Dive News: Exploding Whales Go Viral

Phillip Colla/Seapics.comWe prefer our whales swimming in the ocean rather than exploding on a beach.
When a dead blue whale floated up on a Canadian beach in April and began ballooning faster than a contestant in a hot-dog- eating contest, reports that it could explode went viral. The 81-foot whale weighed 60 tons — the equivalent of 60 Clydesdale horses. That’s a lot of whale guts. There were multiple videos, news reports, the hashtag #explodingwhale, and a website: hasthewhaleexplodedyet.com. Charlize Theron appeared in a Saturday Night Live sketch that featured two exploding whales. But could it really happen?

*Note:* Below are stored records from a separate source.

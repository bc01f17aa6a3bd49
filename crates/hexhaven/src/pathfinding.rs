//! # Pathfinding — Weighted A* Over Hex Terrain
//!
//! Classic grid A*, specialized for terrain-weighted hex maps, plus a
//! Dijkstra-style cost-bounded reachability flood. Both are pure queries:
//! they read the map, keep all working state on the stack of one call, and
//! return owned results, so independent calls are safe to run concurrently.
//!
//! ## Cost model
//!
//! Stepping onto a field costs its terrain base cost (see
//! [`Terrain::movement_cost`](crate::map::Terrain::movement_cost)) plus
//! `0.5 × |Δelevation|` between the source and destination fields. Water is
//! impassable. Since every passable step costs at least 1.0, the hex
//! distance to the goal is an admissible and consistent heuristic.
//!
//! ## Determinism
//!
//! Neighbors expand in the fixed order of [`crate::hex::DIRECTIONS`], and
//! the open list is scanned linearly with a strict `<` comparison, so the
//! first node encountered at the minimal fCost wins. Identical inputs
//! always produce identical paths.

use std::collections::{HashMap, HashSet, VecDeque};

use crate::hex::Hex;
use crate::map::GameMap;

/// Upper bound on node expansions per search. Hitting the cap yields a
/// normal "no path" result; it exists to bound worst-case latency on
/// pathological maps, not to signal an error.
const MAX_EXPANSIONS: usize = 10_000;

/// A node in the in-flight search, owned by one `find_path` call.
struct PathNode {
    hex: Hex,
    /// Accumulated cost from the start.
    g: f32,
    /// Heuristic estimate to the goal.
    h: f32,
    /// Arena index of the predecessor, for path reconstruction.
    parent: Option<usize>,
}

impl PathNode {
    fn f(&self) -> f32 {
        self.g + self.h
    }
}

/// Cost of stepping from the field at `from` onto the field at `to`.
///
/// `None` if either hex is outside the map or the destination terrain is
/// impassable. Directionally symmetric: the elevation term uses the
/// absolute delta.
pub fn step_cost(map: &GameMap, from: Hex, to: Hex) -> Option<f32> {
    let from_field = map.field(from)?;
    let to_field = map.field(to)?;
    let base = to_field.terrain.movement_cost()?;
    let climb = (from_field.elevation as f32 - to_field.elevation as f32).abs();
    Some(base + 0.5 * climb)
}

/// Shortest weighted path from `start` to `goal`, endpoints inclusive.
///
/// Returns `None` — explicitly "unreachable" — when either endpoint is out
/// of bounds, when the open set empties, or when the expansion cap is
/// reached. Returns `[start]` when `start == goal`.
pub fn find_path(map: &GameMap, start: Hex, goal: Hex) -> Option<Vec<Hex>> {
    if !map.is_valid(start) || !map.is_valid(goal) {
        return None;
    }
    if start == goal {
        return Some(vec![start]);
    }

    let mut nodes = vec![PathNode {
        hex: start,
        g: 0.0,
        h: start.distance(goal) as f32,
        parent: None,
    }];
    // Open list holds arena indices in insertion order; the lookup map
    // avoids a linear "is this hex already open" scan per neighbor.
    let mut open: Vec<usize> = vec![0];
    let mut open_by_hex: HashMap<Hex, usize> = HashMap::from([(start, 0)]);
    let mut closed: HashSet<Hex> = HashSet::new();

    let mut expansions = 0;
    while !open.is_empty() && expansions < MAX_EXPANSIONS {
        expansions += 1;

        // First entry at the minimal fCost wins: strict `<` keeps the
        // earliest-inserted node on ties.
        let mut best = 0;
        for i in 1..open.len() {
            if nodes[open[i]].f() < nodes[open[best]].f() {
                best = i;
            }
        }
        let current = open.remove(best);
        let current_hex = nodes[current].hex;

        if current_hex == goal {
            return Some(reconstruct(&nodes, current));
        }

        open_by_hex.remove(&current_hex);
        closed.insert(current_hex);

        for neighbor in current_hex.neighbors() {
            if closed.contains(&neighbor) || !map.is_walkable(neighbor) {
                continue;
            }
            let Some(step) = step_cost(map, current_hex, neighbor) else {
                continue;
            };
            let tentative_g = nodes[current].g + step;

            if let Some(&existing) = open_by_hex.get(&neighbor) {
                // Already open: update in place if we found a cheaper route.
                if tentative_g < nodes[existing].g {
                    nodes[existing].g = tentative_g;
                    nodes[existing].parent = Some(current);
                }
            } else {
                let idx = nodes.len();
                nodes.push(PathNode {
                    hex: neighbor,
                    g: tentative_g,
                    h: neighbor.distance(goal) as f32,
                    parent: Some(current),
                });
                open.push(idx);
                open_by_hex.insert(neighbor, idx);
            }
        }
    }

    None
}

/// Follow parent links back to the start, then reverse.
fn reconstruct(nodes: &[PathNode], mut current: usize) -> Vec<Hex> {
    let mut path = vec![nodes[current].hex];
    while let Some(parent) = nodes[current].parent {
        current = parent;
        path.push(nodes[current].hex);
    }
    path.reverse();
    path
}

/// Every hex reachable from `start` within a cumulative cost of
/// `max_cost`, including `start` itself at cost 0.
///
/// Cost-bounded flood expansion with a best-cost map: a hex already
/// reached at a cheaper cost is never revisited. An out-of-bounds start
/// yields the empty set.
pub fn reachable_hexes(map: &GameMap, start: Hex, max_cost: f32) -> HashSet<Hex> {
    if !map.is_valid(start) {
        return HashSet::new();
    }

    let mut best: HashMap<Hex, f32> = HashMap::from([(start, 0.0)]);
    let mut frontier: VecDeque<Hex> = VecDeque::from([start]);

    while let Some(current) = frontier.pop_front() {
        let current_cost = best[&current];
        for neighbor in current.neighbors() {
            if !map.is_walkable(neighbor) {
                continue;
            }
            let Some(step) = step_cost(map, current, neighbor) else {
                continue;
            };
            let cost = current_cost + step;
            if cost > max_cost {
                continue;
            }
            if best.get(&neighbor).is_none_or(|&known| cost < known) {
                best.insert(neighbor, cost);
                frontier.push_back(neighbor);
            }
        }
    }

    best.into_keys().collect()
}

#[cfg(test)]
mod tests {
    use super::*;
    use crate::map::Terrain;

    fn grass_map(width: u32, height: u32) -> GameMap {
        GameMap::new(width, height)
    }

    fn set_terrain(map: &mut GameMap, col: i32, row: i32, terrain: Terrain) {
        map.field_mut(Hex::from_offset(col, row)).unwrap().terrain = terrain;
    }

    fn set_elevation(map: &mut GameMap, col: i32, row: i32, elevation: u32) {
        map.field_mut(Hex::from_offset(col, row)).unwrap().elevation = elevation;
    }

    fn path_cost(map: &GameMap, path: &[Hex]) -> f32 {
        path.windows(2)
            .map(|w| step_cost(map, w[0], w[1]).unwrap())
            .sum()
    }

    /// Independent reference: relax every edge until costs stop changing.
    fn reference_best_cost(map: &GameMap, start: Hex, goal: Hex) -> Option<f32> {
        let mut best: HashMap<Hex, f32> = HashMap::from([(start, 0.0)]);
        loop {
            let mut changed = false;
            let hexes: Vec<Hex> = best.keys().copied().collect();
            for hex in hexes {
                let from_cost = best[&hex];
                for n in hex.neighbors() {
                    if !map.is_walkable(n) {
                        continue;
                    }
                    let Some(step) = step_cost(map, hex, n) else {
                        continue;
                    };
                    let cost = from_cost + step;
                    if best.get(&n).is_none_or(|&known| cost < known - 1e-6) {
                        best.insert(n, cost);
                        changed = true;
                    }
                }
            }
            if !changed {
                break;
            }
        }
        best.get(&goal).copied()
    }

    #[test]
    fn straight_line_on_grass() {
        let map = grass_map(3, 3);
        let start = Hex::new(0, 0);
        let goal = Hex::new(2, 0);
        let path = find_path(&map, start, goal).unwrap();
        assert_eq!(path, vec![Hex::new(0, 0), Hex::new(1, 0), Hex::new(2, 0)]);
        assert_eq!(path_cost(&map, &path), 2.0);
    }

    #[test]
    fn routes_around_water() {
        let mut map = grass_map(3, 3);
        set_terrain(&mut map, 1, 0, Terrain::Water);

        let start = Hex::new(0, 0);
        let goal = Hex::new(2, 0);
        let path = find_path(&map, start, goal).unwrap();

        assert_eq!(*path.first().unwrap(), start);
        assert_eq!(*path.last().unwrap(), goal);
        assert!(!path.contains(&Hex::new(1, 0)), "must not cross water");
        for pair in path.windows(2) {
            assert_eq!(pair[0].distance(pair[1]), 1);
        }
        assert_eq!(
            path_cost(&map, &path),
            reference_best_cost(&map, start, goal).unwrap()
        );
    }

    #[test]
    fn start_equals_goal() {
        let map = grass_map(3, 3);
        let h = Hex::new(1, 1);
        assert_eq!(find_path(&map, h, h), Some(vec![h]));
    }

    #[test]
    fn out_of_bounds_endpoints_are_unreachable() {
        let map = grass_map(3, 3);
        let inside = Hex::new(0, 0);
        let outside = Hex::from_offset(5, 5);
        assert_eq!(find_path(&map, inside, outside), None);
        assert_eq!(find_path(&map, outside, inside), None);
    }

    #[test]
    fn water_locked_island_is_unreachable() {
        let mut map = grass_map(5, 5);
        let goal = Hex::from_offset(2, 2);
        for n in goal.neighbors() {
            let (col, row) = n.to_offset();
            set_terrain(&mut map, col, row, Terrain::Water);
        }
        assert_eq!(find_path(&map, Hex::new(0, 0), goal), None);
    }

    #[test]
    fn expansion_cap_yields_no_path() {
        // 130 × 130 = 16,900 walkable fields, so the open set cannot empty
        // before the expansion cap; the search must still report a plain
        // no-path, not hang or panic.
        let mut map = grass_map(130, 130);
        let goal = Hex::from_offset(100, 100);
        for n in goal.neighbors() {
            let (col, row) = n.to_offset();
            set_terrain(&mut map, col, row, Terrain::Water);
        }
        assert_eq!(find_path(&map, Hex::new(0, 0), goal), None);
    }

    #[test]
    fn prefers_cheap_terrain() {
        // A mountain ridge on the direct line makes the grass detour cheaper.
        let mut map = grass_map(5, 5);
        set_terrain(&mut map, 1, 0, Terrain::Mountain);
        set_terrain(&mut map, 2, 0, Terrain::Mountain);

        let start = Hex::from_offset(0, 0);
        let goal = Hex::from_offset(3, 0);
        let path = find_path(&map, start, goal).unwrap();
        assert_eq!(
            path_cost(&map, &path),
            reference_best_cost(&map, start, goal).unwrap()
        );
    }

    #[test]
    fn elevation_delta_adds_cost() {
        let map_flat = grass_map(3, 1);
        let mut map_hill = grass_map(3, 1);
        set_elevation(&mut map_hill, 1, 0, 2);

        let start = Hex::from_offset(0, 0);
        let goal = Hex::from_offset(2, 0);
        let flat = find_path(&map_flat, start, goal).unwrap();
        let hill = find_path(&map_hill, start, goal).unwrap();
        // 1×1 rows leave no detour; the climb costs 2 × (0.5 × 2) extra.
        assert_eq!(path_cost(&map_flat, &flat), 2.0);
        assert_eq!(path_cost(&map_hill, &hill), 4.0);
    }

    #[test]
    fn minimal_cost_matches_reference_on_mixed_maps() {
        let mut map = grass_map(5, 5);
        set_terrain(&mut map, 1, 1, Terrain::Swamp);
        set_terrain(&mut map, 2, 1, Terrain::Desert);
        set_terrain(&mut map, 3, 1, Terrain::Snow);
        set_terrain(&mut map, 1, 3, Terrain::Water);
        set_elevation(&mut map, 2, 2, 3);
        set_elevation(&mut map, 3, 2, 1);

        let start = Hex::from_offset(0, 0);
        for row in 0..5 {
            for col in 0..5 {
                let goal = Hex::from_offset(col, row);
                let found = find_path(&map, start, goal).map(|p| path_cost(&map, &p));
                let expected = reference_best_cost(&map, start, goal);
                match (found, expected) {
                    (Some(a), Some(b)) => {
                        assert!((a - b).abs() < 1e-4, "goal {goal}: {a} vs {b}")
                    }
                    (None, None) => {}
                    other => panic!("goal {goal}: mismatch {other:?}"),
                }
            }
        }
    }

    #[test]
    fn reachable_zero_budget_is_just_start() {
        let map = grass_map(3, 3);
        let start = Hex::new(1, 1);
        let set = reachable_hexes(&map, start, 0.0);
        assert_eq!(set, HashSet::from([start]));
    }

    #[test]
    fn reachable_one_step_on_grass() {
        let map = grass_map(5, 5);
        let start = Hex::from_offset(2, 2);
        let set = reachable_hexes(&map, start, 1.0);
        assert!(set.contains(&start));
        for n in start.neighbors() {
            assert!(set.contains(&n), "neighbor {n} missing");
        }
        assert_eq!(set.len(), 7);
    }

    #[test]
    fn reachable_excludes_water_and_respects_budget() {
        let mut map = grass_map(3, 3);
        set_terrain(&mut map, 1, 0, Terrain::Water);
        let start = Hex::new(0, 0);
        let set = reachable_hexes(&map, start, 1.0);
        assert!(!set.contains(&Hex::new(1, 0)));
        // The far corner costs more than 1.0 from the start.
        assert!(!set.contains(&Hex::new(2, 0)));
    }

    #[test]
    fn reachable_from_invalid_start_is_empty() {
        let map = grass_map(2, 2);
        assert!(reachable_hexes(&map, Hex::from_offset(7, 7), 5.0).is_empty());
    }
}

National Geographic interviewed the exploding-whale website's founder, marine biologist Andrew David Thaler, and asked, “Can a beached whale explode?”
Not likely, Thaler said. “The massive throat pouch that you see inflating is designed to fill with seawater and then force it out through the baleen. It can handle a lot of pressure.”
Try telling that to the biologist who was attempting to dissect a sperm whale carcass that washed up on the Faroe Islands when it actually did explode. In fact, says Thaler, whales usually explode as the result of “people doing stuff to them. That’s one very good reason you should never approach a dead whale carcass.”
Luckily for the residents of tiny Trout River (pop. about 600), Newfoundland, who were dealing with the stench (Thaler: “Decomposing whale is one of the worst smells in the world”), biologists successfully dismantled the carcass.